Only time I ever smelled strange bad bad bad horse poop was when a friends horse was getting ready to do the celestial check out.


----------



## waresbear (Jun 18, 2011)

Some horses (& husbands) are more gassy than others. Such is life.


----------



## gssw5 (Jul 30, 2013)

I would try giving probiotics and adding some beet pulp to his diet. I had a horse with horrible stinky poop and when I added the beet pulp it started smelling normal. I don't know why it worked but it did.


----------



## Foxhunter (Feb 5, 2012)

I agree that some horses are just like this!
Many years ago my sister show jumped a pony that would fart every time he went over a fence. 
When he first started jumping he would do it over trotting poles, that stopped but not when he went over a fence. 
At one show they had jumped a fear in the first round and, he had farted his way around. These were not so bad. Then in the jump off when the fences were far bigger than he had jumped before and, the farts got louder and louder. 
The judges, commentator and time keeper were in hysterics in the judges box as was most of the audience. 
My sister was so embarrassed and swore she wouldn't jump him again but when they won the class, all was forgiven!


----------



## Chickenoverlord (Apr 30, 2013)

Lol, it's not a weird odor it's just much, much, MUCH stronger than normal. And he has scared himself, much to my amusement. It is rather horrible to be behind us trail riding, to say the least.


----------



## loosie (Jun 19, 2008)

Well I agree that some are just fartier & noisier than others... horses too, not just husbands! ;-) But if they & his poo is stinky, I too would be thinking probiotics & that his diet could be problematic, he's getting acidosis or such.


----------



## gigem88 (May 10, 2011)

Maybe it because he's an Arabian! My Arab mare is the same way, she'll fart the whole way around the round pen.....and then some! lol She's on pasture 24/7 too.


----------



## NBEventer (Sep 15, 2012)

Me thinks he needs a probiotic in his diet, possibly ground flax as well to balance out things. 

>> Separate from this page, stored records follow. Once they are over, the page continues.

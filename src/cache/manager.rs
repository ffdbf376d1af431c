// Cache manager.
// Picks the backend once at construction and hides backend failures from the
// data path: a broken shared store degrades to misses, never to errors.

use std::sync::Arc;
use std::time::Duration;

use log::{debug, warn};

use crate::clock::Clock;
use crate::config::Config;

use super::local::LocalStore;
use super::shared::SharedStore;

/// Which backend a manager ended up with.
#[derive(Debug, Clone, Copy, PartialEq, Eq)]
pub enum BackendKind {
    Local,
    Shared,
}

#[derive(Debug)]
enum Backend {
    Local(LocalStore),
    Shared(SharedStore),
}

/// TTL response cache routed to one of two backends.
///
/// Backend selection happens exactly once, in [`connect`]: if the shared
/// store is requested but unreachable, the manager silently downgrades to the
/// in-process store for the rest of its life. The downgrade is one-way and
/// never re-probed.
///
/// Caching is advisory. A shared-backend read error is reported as a miss and
/// a write error is swallowed, so the primary data path can never be failed
/// by the cache.
///
/// [`connect`]: CacheManager::connect
#[derive(Debug)]
pub struct CacheManager {
    backend: Backend,
    default_ttl: Duration,
}

impl CacheManager {
    /// Build a manager over the in-process store.
    pub fn local(default_ttl: Duration) -> Self {
        Self {
            backend: Backend::Local(LocalStore::new()),
            default_ttl,
        }
    }

    /// In-process manager with an injected clock (tests).
    pub fn local_with_clock(default_ttl: Duration, clock: Arc<dyn Clock>) -> Self {
        Self {
            backend: Backend::Local(LocalStore::with_clock(clock)),
            default_ttl,
        }
    }

    /// Build a manager from configuration, probing the shared store when one
    /// is requested.
    pub async fn connect(config: &Config) -> Self {
        if !config.use_shared_cache {
            return Self::local(config.cache_ttl);
        }

        let shared = match SharedStore::new(
            &config.cache_host,
            config.cache_port,
            &config.cache_namespace,
        ) {
            Ok(store) => store,
            Err(err) => {
                warn!("shared cache client setup failed, using local store: {err}");
                return Self::local(config.cache_ttl);
            }
        };

        match shared.ping().await {
            Ok(()) => Self {
                backend: Backend::Shared(shared),
                default_ttl: config.cache_ttl,
            },
            Err(err) => {
                warn!(
                    "shared cache at {}:{} unreachable, using local store: {err}",
                    config.cache_host, config.cache_port
                );
                Self::local(config.cache_ttl)
            }
        }
    }

    /// The backend this manager settled on.
    pub fn backend(&self) -> BackendKind {
        match self.backend {
            Backend::Local(_) => BackendKind::Local,
            Backend::Shared(_) => BackendKind::Shared,
        }
    }

    pub fn default_ttl(&self) -> Duration {
        self.default_ttl
    }

    /// Look up `key`. Shared-backend failures degrade to a miss.
    pub async fn get(&self, key: &str) -> Option<String> {
        match &self.backend {
            Backend::Local(store) => store.get(key),
            Backend::Shared(store) => match store.get(key).await {
                Ok(value) => value,
                Err(err) => {
                    debug!("shared cache read for {key:?} failed, treating as miss: {err}");
                    None
                }
            },
        }
    }

    /// Store `value` under `key`. `ttl` of `None` uses the manager default.
    /// Shared-backend failures are logged and swallowed.
    pub async fn set(&self, key: &str, value: String, ttl: Option<Duration>) {
        let ttl = ttl.unwrap_or(self.default_ttl);
        match &self.backend {
            Backend::Local(store) => store.set(key, value, ttl),
            Backend::Shared(store) => {
                if let Err(err) = store.set(key, &value, ttl).await {
                    warn!("shared cache write for {key:?} failed: {err}");
                }
            }
        }
    }

    /// Remove `key`. Absent keys and shared-backend failures are no-ops.
    pub async fn delete(&self, key: &str) {
        match &self.backend {
            Backend::Local(store) => store.delete(key),
            Backend::Shared(store) => {
                if let Err(err) = store.delete(key).await {
                    warn!("shared cache delete for {key:?} failed: {err}");
                }
            }
        }
    }
}

#[cfg(test)]
mod tests {
    use super::*;
    use crate::clock::ManualClock;

    fn shared_config() -> Config {
        let mut config = Config::new("ghp_test");
        config.use_shared_cache = true;
        config.cache_host = "127.0.0.1".to_string();
        // Nothing listens here; the probe must fail and fall back.
        config.cache_port = 1;
        config
    }

    #[tokio::test]
    async fn test_local_round_trip_with_default_ttl() {
        let manager = CacheManager::local(Duration::from_secs(60));

        manager.set("k", "v".to_string(), None).await;

        assert_eq!(manager.get("k").await, Some("v".to_string()));
        assert_eq!(manager.backend(), BackendKind::Local);
    }

    #[tokio::test]
    async fn test_explicit_ttl_beats_default() {
        let clock = Arc::new(ManualClock::new());
        let manager = CacheManager::local_with_clock(Duration::from_secs(3600), clock.clone());

        manager
            .set("k", "v".to_string(), Some(Duration::from_secs(5)))
            .await;
        clock.advance(Duration::from_secs(6));

        assert_eq!(manager.get("k").await, None);
    }

    #[tokio::test]
    async fn test_delete_removes_entry() {
        let manager = CacheManager::local(Duration::from_secs(60));
        manager.set("k", "v".to_string(), None).await;

        manager.delete("k").await;

        assert_eq!(manager.get("k").await, None);
    }

    #[tokio::test]
    async fn test_unreachable_shared_store_falls_back_to_local() {
        let manager = CacheManager::connect(&shared_config()).await;

        assert_eq!(manager.backend(), BackendKind::Local);

        // And the fallback manager behaves exactly like a local one.
        manager.set("k", "v".to_string(), None).await;
        assert_eq!(manager.get("k").await, Some("v".to_string()));
    }

    #[tokio::test]
    async fn test_local_config_skips_probe_entirely() {
        let mut config = shared_config();
        config.use_shared_cache = false;

        let manager = CacheManager::connect(&config).await;

        assert_eq!(manager.backend(), BackendKind::Local);
        assert_eq!(manager.default_ttl(), config.cache_ttl);
    }
}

Some horses are just more gassy then others. My coaches mare farts her way around the dressage arena. Its rather amusing to watch and listen to lol. 

My own mare farts coming to a fence and scares herself in the process lol.


----------



## Trinity3205 (Dec 21, 2010)

Is he this gassy on hay only? What kind of supplemental pellets? Be careful with flax, it actually made my horses gassier and have smellier poo at first. good stuff but IME it makes it worse.

I agree with a probiotic and may be even a round of ulcer meds just to be sure and see if it helps. Horses under stress will get strong smelling poo and I blame it on stress and excess acid production. Possible he might be chronically this way? is he a high stressor type horse? On alert alot? ive never known one to not get better with some management changes however. Lots of free choice grass hay usually clears my horses up if they get this way on a camping trip or somesuch. Ive had horses that were gassier than others but combines with the smell, Id be a little concerned and try a few changes to see if it improves. IME it can take some time too for some horses to get normal again if the gut flora/acid have been off for awhile.


----------



## Chickenoverlord (Apr 30, 2013)

He is gassy all the time, hay or not. I stopped giving him hay because he just slept in it, then went out to pasture. He is on 1 3/4 pound of Bartlett 13.5 percent pellets, and a hoof, hair and joint supplement. He is very alert (and rather intelligent) but not te in pain the of alert. He s easily bored and very energetic.


----------



## loosie (Jun 19, 2008)

Chickenoverlord said:


> ...but not te in pain the of alert.


:shock::think: Nope, still no idea!:lol:


----------



## Lockwood (Nov 8, 2011)

Probably just coincidence, but my horse gets gassier (is that a word??) and a little stinkier when it's time to deworm him.
I feed flaxseed and haven't noticed it effecting anything, but, wanna know the very best way to get my horse to fart alot....?
Pick up either hind hoof.
Yeah, he's really nice that way.


----------



## EquineGirl1965 (Dec 22, 2012)

I think I'll count myself lucky. My mare is an Arabian x QH and she doesn't fart a lot. She's very 'elegant' about it too, moves her tail ever so slightly and just 'pfts' a little. The odour is there but it's not seriously unpleasant. Her manure is also healthy looking, and doesn't smell bad either. 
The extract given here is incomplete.